PROBLEM TO WORK ON =
Which lines in the records below contain the word "nÁrvíztűrő"? Copy each one out.

WORKING DATA =
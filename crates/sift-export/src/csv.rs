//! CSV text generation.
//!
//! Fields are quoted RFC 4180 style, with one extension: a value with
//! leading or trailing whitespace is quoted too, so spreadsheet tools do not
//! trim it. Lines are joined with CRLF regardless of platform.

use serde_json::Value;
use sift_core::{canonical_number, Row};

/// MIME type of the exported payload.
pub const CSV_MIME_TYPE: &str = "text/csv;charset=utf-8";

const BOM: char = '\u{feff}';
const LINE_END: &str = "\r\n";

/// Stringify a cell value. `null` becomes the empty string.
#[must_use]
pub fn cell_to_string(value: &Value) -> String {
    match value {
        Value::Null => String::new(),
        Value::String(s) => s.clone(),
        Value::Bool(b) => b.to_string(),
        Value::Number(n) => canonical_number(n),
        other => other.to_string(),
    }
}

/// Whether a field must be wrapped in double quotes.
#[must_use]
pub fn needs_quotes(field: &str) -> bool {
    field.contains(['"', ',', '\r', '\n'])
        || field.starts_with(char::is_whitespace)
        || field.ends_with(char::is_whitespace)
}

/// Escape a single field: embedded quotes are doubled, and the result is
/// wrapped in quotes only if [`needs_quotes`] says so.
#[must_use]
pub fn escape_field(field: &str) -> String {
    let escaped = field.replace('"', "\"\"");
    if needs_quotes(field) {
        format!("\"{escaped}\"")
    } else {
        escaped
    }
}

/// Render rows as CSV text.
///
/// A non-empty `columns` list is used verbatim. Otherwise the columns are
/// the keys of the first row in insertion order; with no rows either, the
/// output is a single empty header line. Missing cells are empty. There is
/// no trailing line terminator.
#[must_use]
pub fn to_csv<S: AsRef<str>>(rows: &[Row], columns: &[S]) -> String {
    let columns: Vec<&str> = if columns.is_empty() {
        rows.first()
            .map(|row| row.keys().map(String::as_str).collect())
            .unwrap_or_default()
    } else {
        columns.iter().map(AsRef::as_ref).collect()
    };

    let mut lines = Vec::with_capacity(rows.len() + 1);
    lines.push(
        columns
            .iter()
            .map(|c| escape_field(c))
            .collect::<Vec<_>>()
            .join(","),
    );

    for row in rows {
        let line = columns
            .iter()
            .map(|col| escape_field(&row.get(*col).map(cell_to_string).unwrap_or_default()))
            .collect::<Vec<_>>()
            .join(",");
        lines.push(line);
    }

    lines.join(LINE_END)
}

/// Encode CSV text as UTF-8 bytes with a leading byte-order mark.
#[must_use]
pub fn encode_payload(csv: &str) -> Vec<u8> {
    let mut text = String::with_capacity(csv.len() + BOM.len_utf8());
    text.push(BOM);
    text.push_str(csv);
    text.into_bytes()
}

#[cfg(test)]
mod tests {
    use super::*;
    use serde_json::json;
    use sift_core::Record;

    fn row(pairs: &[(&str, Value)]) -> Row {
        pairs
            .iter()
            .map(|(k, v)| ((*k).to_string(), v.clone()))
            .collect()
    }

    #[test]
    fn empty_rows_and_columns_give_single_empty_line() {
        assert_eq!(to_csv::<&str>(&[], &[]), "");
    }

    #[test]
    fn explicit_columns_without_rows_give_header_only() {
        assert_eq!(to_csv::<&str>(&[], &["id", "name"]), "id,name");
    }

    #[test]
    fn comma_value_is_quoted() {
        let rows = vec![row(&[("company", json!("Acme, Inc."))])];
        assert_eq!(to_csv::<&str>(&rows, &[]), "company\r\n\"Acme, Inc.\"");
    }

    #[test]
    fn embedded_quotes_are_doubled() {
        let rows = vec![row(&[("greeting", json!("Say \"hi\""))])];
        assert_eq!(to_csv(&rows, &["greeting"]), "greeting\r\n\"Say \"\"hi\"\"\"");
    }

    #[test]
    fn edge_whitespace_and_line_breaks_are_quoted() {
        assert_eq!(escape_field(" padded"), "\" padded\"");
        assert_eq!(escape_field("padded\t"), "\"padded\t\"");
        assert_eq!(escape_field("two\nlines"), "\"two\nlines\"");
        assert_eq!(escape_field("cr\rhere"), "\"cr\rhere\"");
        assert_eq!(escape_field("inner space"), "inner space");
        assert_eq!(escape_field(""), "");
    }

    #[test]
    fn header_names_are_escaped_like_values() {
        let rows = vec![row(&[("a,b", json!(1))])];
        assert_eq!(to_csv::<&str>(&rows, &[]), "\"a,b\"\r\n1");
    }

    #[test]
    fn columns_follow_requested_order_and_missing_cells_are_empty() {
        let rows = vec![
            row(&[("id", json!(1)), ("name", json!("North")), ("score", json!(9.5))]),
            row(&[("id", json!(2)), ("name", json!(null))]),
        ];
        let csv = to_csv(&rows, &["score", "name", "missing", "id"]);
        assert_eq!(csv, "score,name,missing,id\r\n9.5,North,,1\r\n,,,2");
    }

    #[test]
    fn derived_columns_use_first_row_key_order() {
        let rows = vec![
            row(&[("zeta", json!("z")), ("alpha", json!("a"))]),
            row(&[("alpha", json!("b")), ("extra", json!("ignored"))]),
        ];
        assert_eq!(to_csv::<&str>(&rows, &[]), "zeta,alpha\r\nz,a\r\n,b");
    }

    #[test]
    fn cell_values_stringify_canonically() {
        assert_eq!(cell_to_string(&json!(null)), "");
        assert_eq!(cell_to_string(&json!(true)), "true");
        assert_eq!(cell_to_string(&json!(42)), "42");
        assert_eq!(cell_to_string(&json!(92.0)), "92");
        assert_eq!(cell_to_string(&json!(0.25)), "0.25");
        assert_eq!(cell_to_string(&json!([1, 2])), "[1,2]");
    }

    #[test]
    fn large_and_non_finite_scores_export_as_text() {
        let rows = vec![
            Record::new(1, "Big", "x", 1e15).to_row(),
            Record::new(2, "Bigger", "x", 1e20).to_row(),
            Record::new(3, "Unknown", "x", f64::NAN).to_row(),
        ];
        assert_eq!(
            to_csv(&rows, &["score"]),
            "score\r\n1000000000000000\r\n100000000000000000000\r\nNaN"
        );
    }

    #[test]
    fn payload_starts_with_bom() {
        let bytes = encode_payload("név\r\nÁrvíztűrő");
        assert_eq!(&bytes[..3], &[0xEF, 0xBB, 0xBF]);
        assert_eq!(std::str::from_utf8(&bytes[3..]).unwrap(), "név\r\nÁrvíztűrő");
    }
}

FINAL ANSWER =
        let bytes = encode_payload("név\r\nÁrvíztűrő");
        assert_eq!(std::str::from_utf8(&bytes[3..]).unwrap(), "név\r\nÁrvíztűrő");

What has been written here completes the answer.